Standardised tests will continue for P1 children, but under revised guidance
Standardised testing for five year-olds will continue despite calls for it to be scrapped, the Scottish Government has confirmed.
Deputy First Minister John Swinney has announced changes to the controversial tests at all levels, including a re-wording of the questions for primary one pupils “to ensure a more familiar context”.
The changes come after criticism of the Scottish National Standardised Assessments (SNSA) system from teaching unions, educationalists and Swinney’s own council of international advisers.
Hundreds of complaints about the tests have been submitted by teachers.
Even CfE architect Keir Bloomer, who supported the idea of standardised testing, told MSPs the current tests were “the worst of all worlds”.

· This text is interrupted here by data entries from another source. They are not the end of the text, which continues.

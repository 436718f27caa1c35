//! Transform math for flip animations.
//!
//! A flip animation starts at the inverted delta between two snapshots and
//! eases back to identity. While a parent is animating too, the child's
//! transform is prefixed with the inverse of the parent's live transform so
//! the two do not compound:
//!
//! ```text
//! translate(o) scale(1/ps) [translate(-pt)] translate(-o)   undo parent
//! translate(t) scale(s)                                       own delta
//! ```
//!
//! where `o` is the parent's origin relative to the child's origin. All
//! transforms use a top-left `transform-origin`.

use serde::{Deserialize, Serialize};
use tracing::debug;

use crate::config::Axes;
use crate::geometry::{Point, Snapshot};

/// Scale and translate components of a flip transform.
#[derive(Debug, Clone, Copy, PartialEq, Serialize, Deserialize)]
pub struct FlipTransform {
    pub scale_x: f64,
    pub scale_y: f64,
    pub translate_x: f64,
    pub translate_y: f64,
}

impl Default for FlipTransform {
    fn default() -> Self {
        Self::IDENTITY
    }
}

impl FlipTransform {
    pub const IDENTITY: Self = Self {
        scale_x: 1.0,
        scale_y: 1.0,
        translate_x: 0.0,
        translate_y: 0.0,
    };

    /// The inverted delta from `current` back to `previous`, gated per axis.
    ///
    /// Translation is parent-relative when both snapshots carry a parent
    /// offset, otherwise viewport-relative; the returned flag says which.
    /// A collapsed destination (zero width or height) keeps that axis'
    /// scale at 1 instead of producing an infinite ratio.
    pub fn between(
        previous: &Snapshot,
        current: &Snapshot,
        position: Axes,
        scale: Axes,
    ) -> (Self, bool) {
        let (delta, relative) = match (previous.offset, current.offset) {
            (Some(before), Some(after)) => (before - after, true),
            _ => (previous.rect.origin() - current.rect.origin(), false),
        };

        let transform = Self {
            scale_x: if scale.x() {
                scale_ratio(previous.rect.width, current.rect.width)
            } else {
                1.0
            },
            scale_y: if scale.y() {
                scale_ratio(previous.rect.height, current.rect.height)
            } else {
                1.0
            },
            translate_x: if position.x() { delta.x } else { 0.0 },
            translate_y: if position.y() { delta.y } else { 0.0 },
        };
        (transform, relative)
    }

    /// Interpolate from `self` towards identity.
    pub fn towards_identity(&self, fraction: f64) -> Self {
        let lerp = |from: f64, to: f64| from + fraction * (to - from);
        Self {
            scale_x: lerp(self.scale_x, 1.0),
            scale_y: lerp(self.scale_y, 1.0),
            translate_x: lerp(self.translate_x, 0.0),
            translate_y: lerp(self.translate_y, 0.0),
        }
    }

    pub fn has_translation(&self) -> bool {
        self.translate_x != 0.0 || self.translate_y != 0.0
    }

    pub fn is_identity(&self) -> bool {
        *self == Self::IDENTITY
    }
}

fn scale_ratio(before: f64, after: f64) -> f64 {
    let ratio = before / after;
    if after == 0.0 || !ratio.is_finite() {
        debug!(before, after, "collapsed destination, skipping scale on this axis");
        1.0
    } else {
        ratio
    }
}

/// One entry of a CSS transform list.
#[derive(Debug, Clone, Copy, PartialEq)]
pub enum TransformOp {
    Translate { x: f64, y: f64 },
    Scale { x: f64, y: f64 },
}

impl TransformOp {
    pub fn is_identity(&self) -> bool {
        match *self {
            Self::Translate { x, y } => x == 0.0 && y == 0.0,
            Self::Scale { x, y } => x == 1.0 && y == 1.0,
        }
    }

    pub fn to_css(&self) -> String {
        match *self {
            Self::Translate { x, y } => format!("translate({x}px, {y}px)"),
            Self::Scale { x, y } => format!("scale({x}, {y})"),
        }
    }

    pub fn to_matrix(&self) -> Transform2D {
        match *self {
            Self::Translate { x, y } => Transform2D::translate(x, y),
            Self::Scale { x, y } => Transform2D::scale(x, y),
        }
    }
}

/// Ordered transform list, leftmost applied last (CSS order).
#[derive(Debug, Clone, Default, PartialEq)]
pub struct TransformList(Vec<TransformOp>);

impl TransformList {
    pub fn new() -> Self {
        Self::default()
    }

    pub fn push(&mut self, op: TransformOp) {
        self.0.push(op);
    }

    pub fn ops(&self) -> &[TransformOp] {
        &self.0
    }

    /// CSS text with identity entries left out; empty for no-op lists.
    pub fn to_css(&self) -> String {
        self.0
            .iter()
            .filter(|op| !op.is_identity())
            .map(TransformOp::to_css)
            .collect::<Vec<_>>()
            .join(" ")
    }

    /// The equivalent affine matrix.
    pub fn to_matrix(&self) -> Transform2D {
        self.0
            .iter()
            .fold(Transform2D::identity(), |acc, op| acc.then(&op.to_matrix()))
    }
}

/// Live state of a parent animation, as seen from a child.
#[derive(Debug, Clone, Copy, PartialEq)]
pub struct ParentFrame {
    /// Transform currently applied to the parent element.
    pub live: FlipTransform,
    /// Parent origin minus child origin, in the destination layout.
    pub offset: Point,
    /// Undo the parent's translation as well as its scale.
    pub undo_translation: bool,
}

/// Transform list for one animation frame.
pub fn frame_transform(own: &FlipTransform, parent: Option<&ParentFrame>) -> TransformList {
    let mut list = TransformList::new();

    if let Some(parent) = parent.filter(|p| !p.live.is_identity()) {
        let o = parent.offset;
        list.push(TransformOp::Translate { x: o.x, y: o.y });
        list.push(TransformOp::Scale {
            x: inverse_scale(parent.live.scale_x),
            y: inverse_scale(parent.live.scale_y),
        });
        if parent.undo_translation {
            list.push(TransformOp::Translate {
                x: -parent.live.translate_x,
                y: -parent.live.translate_y,
            });
        }
        list.push(TransformOp::Translate { x: -o.x, y: -o.y });
    }

    list.push(TransformOp::Translate {
        x: own.translate_x,
        y: own.translate_y,
    });
    list.push(TransformOp::Scale {
        x: own.scale_x,
        y: own.scale_y,
    });
    list
}

// A parent collapsed to zero on an axis cannot be undone on that axis.
fn inverse_scale(scale: f64) -> f64 {
    if scale == 0.0 || !scale.is_finite() {
        1.0
    } else {
        1.0 / scale
    }
}

/// A 2D affine matrix:
/// ```text
/// | a  c  tx |
/// | b  d  ty |
/// | 0  0  1  |
/// ```
#[derive(Debug, Clone, Copy, PartialEq, Serialize, Deserialize)]
pub struct Transform2D {
    pub a: f64,
    pub b: f64,
    pub c: f64,
    pub d: f64,
    pub tx: f64,
    pub ty: f64,
}

impl Default for Transform2D {
    fn default() -> Self {
        Self::identity()
    }
}

impl Transform2D {
    pub fn identity() -> Self {
        Self::scale(1.0, 1.0)
    }

    pub fn translate(tx: f64, ty: f64) -> Self {
        Self {
            a: 1.0,
            b: 0.0,
            c: 0.0,
            d: 1.0,
            tx,
            ty,
        }
    }

    pub fn scale(sx: f64, sy: f64) -> Self {
        Self {
            a: sx,
            b: 0.0,
            c: 0.0,
            d: sy,
            tx: 0.0,
            ty: 0.0,
        }
    }

    /// `self * other`: applies `other` first, then `self`.
    pub fn then(&self, other: &Self) -> Self {
        Self {
            a: self.a * other.a + self.c * other.b,
            b: self.b * other.a + self.d * other.b,
            c: self.a * other.c + self.c * other.d,
            d: self.b * other.c + self.d * other.d,
            tx: self.a * other.tx + self.c * other.ty + self.tx,
            ty: self.b * other.tx + self.d * other.ty + self.ty,
        }
    }

    pub fn apply_point(&self, x: f64, y: f64) -> (f64, f64) {
        (
            self.a * x + self.c * y + self.tx,
            self.b * x + self.d * y + self.ty,
        )
    }

    pub fn is_identity(&self, epsilon: f64) -> bool {
        (self.a - 1.0).abs() < epsilon
            && self.b.abs() < epsilon
            && self.c.abs() < epsilon
            && (self.d - 1.0).abs() < epsilon
            && self.tx.abs() < epsilon
            && self.ty.abs() < epsilon
    }
}

#[cfg(test)]
mod tests {
    use super::*;
    use crate::geometry::Rect;

    const EPSILON: f64 = 1e-9;

    fn approx_eq(a: f64, b: f64) -> bool {
        (a - b).abs() < EPSILON
    }

    fn snapshot(rect: Rect, offset: Option<Point>) -> Snapshot {
        Snapshot {
            rect,
            offset,
            styles: Default::default(),
        }
    }

    #[test]
    fn test_between_identical_is_identity() {
        let snap = snapshot(Rect::new(10.0, 10.0, 50.0, 50.0), None);
        let (transform, _) = FlipTransform::between(&snap, &snap, Axes::Both, Axes::Both);
        assert!(transform.is_identity());
    }

    #[test]
    fn test_between_axis_gating() {
        let before = snapshot(Rect::new(0.0, 0.0, 100.0, 100.0), None);
        let after = snapshot(Rect::new(20.0, 30.0, 200.0, 50.0), None);

        let (transform, relative) = FlipTransform::between(&before, &after, Axes::Y, Axes::X);
        assert!(!relative);
        assert!(approx_eq(transform.scale_x, 0.5));
        assert!(approx_eq(transform.scale_y, 1.0));
        assert!(approx_eq(transform.translate_x, 0.0));
        assert!(approx_eq(transform.translate_y, -30.0));
    }

    #[test]
    fn test_between_prefers_parent_offsets() {
        let before = snapshot(Rect::new(100.0, 100.0, 10.0, 10.0), Some(Point::new(5.0, 5.0)));
        let after = snapshot(Rect::new(200.0, 200.0, 10.0, 10.0), Some(Point::new(5.0, 15.0)));
        let (transform, relative) = FlipTransform::between(&before, &after, Axes::Both, Axes::None);
        assert!(relative);
        assert!(approx_eq(transform.translate_x, 0.0));
        assert!(approx_eq(transform.translate_y, -10.0));
    }

    #[test]
    fn test_between_collapsed_destination_keeps_scale() {
        let before = snapshot(Rect::new(0.0, 0.0, 100.0, 100.0), None);
        let after = snapshot(Rect::new(0.0, 0.0, 0.0, 50.0), None);
        let (transform, _) = FlipTransform::between(&before, &after, Axes::None, Axes::Both);
        assert!(approx_eq(transform.scale_x, 1.0));
        assert!(approx_eq(transform.scale_y, 2.0));
    }

    #[test]
    fn test_towards_identity() {
        let from = FlipTransform {
            scale_x: 0.5,
            scale_y: 2.0,
            translate_x: -100.0,
            translate_y: 40.0,
        };
        assert_eq!(from.towards_identity(0.0), from);
        assert!(from.towards_identity(1.0).is_identity());
        let half = from.towards_identity(0.5);
        assert!(approx_eq(half.scale_x, 0.75));
        assert!(approx_eq(half.translate_y, 20.0));
    }

    #[test]
    fn test_css_omits_identity_parts() {
        let own = FlipTransform {
            scale_x: 0.5,
            ..FlipTransform::IDENTITY
        };
        assert_eq!(frame_transform(&own, None).to_css(), "scale(0.5, 1)");
        assert_eq!(frame_transform(&FlipTransform::IDENTITY, None).to_css(), "");
    }

    #[test]
    fn test_parent_undo_cancels_parent_transform() {
        // Parent at (0, 0) scaled 2x and translated; child origin at (40, 20).
        let parent_live = FlipTransform {
            scale_x: 2.0,
            scale_y: 2.0,
            translate_x: 30.0,
            translate_y: -10.0,
        };
        let parent = ParentFrame {
            live: parent_live,
            offset: Point::new(-40.0, -20.0),
            undo_translation: true,
        };

        let child = frame_transform(&FlipTransform::IDENTITY, Some(&parent)).to_matrix();
        // Parent's transform expressed in the child's local space.
        let parent_local = TransformList(vec![
            TransformOp::Translate { x: -40.0, y: -20.0 },
            TransformOp::Translate { x: 30.0, y: -10.0 },
            TransformOp::Scale { x: 2.0, y: 2.0 },
            TransformOp::Translate { x: 40.0, y: 20.0 },
        ])
        .to_matrix();

        assert!(parent_local.then(&child).is_identity(EPSILON));
    }

    #[test]
    fn test_identity_parent_adds_nothing() {
        let parent = ParentFrame {
            live: FlipTransform::IDENTITY,
            offset: Point::new(-40.0, -20.0),
            undo_translation: true,
        };
        let own = FlipTransform {
            translate_x: 5.0,
            ..FlipTransform::IDENTITY
        };
        assert_eq!(frame_transform(&own, Some(&parent)).to_css(), "translate(5px, 0px)");
    }

    #[test]
    fn test_transform2d_then() {
        let t = Transform2D::translate(10.0, 0.0).then(&Transform2D::scale(2.0, 2.0));
        let (x, y) = t.apply_point(5.0, 5.0);
        assert!(approx_eq(x, 20.0));
        assert!(approx_eq(y, 10.0));
    }
}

Swinney said a practitioner forum of teachers and professional groups will look at all aspects of the P1 assessments to improve the experience for children, while pupils and teachers will have more opportunity to provide feedback on the tests at other assessment stages.
“The assessments should be delivered as part of everyday learning and teaching,” he said.
“These are not 'high stakes' assessments - there is no pass or fail and there is no time limit. The average time taken to complete a Primary 1 assessment is less than an hour and that is a very short amount of time to give teachers information to help plan a child's progress to the next steps in learning.”
Teaching union the EIS said it still had “serious concerns” about the tests and that the review recommendations “did little” to address them.
EIS education convener Susan Quinn also expressed surprise that Swinney suggested feedback on the tests were mostly positive.
“These findings run contrary to the vast majority of experiences reported by teachers across Scotland in the recent EIS survey, the findings of which were shared with the Scottish Government,” she said.
Scottish Liberal Democrat education spokesperson Tavish Scott called the review “a blatant spin document” and said the matter could be forced into a vote in parliament once MSPs come back after recess.
“These tests for P1 children have been shown up as time-consuming, confusing and of limited value,” he said.
“The SNP are carrying on regardless. We say they should stop the P1 tests. We want a vote at Holyrood to force ministers to see the sense in halting them.”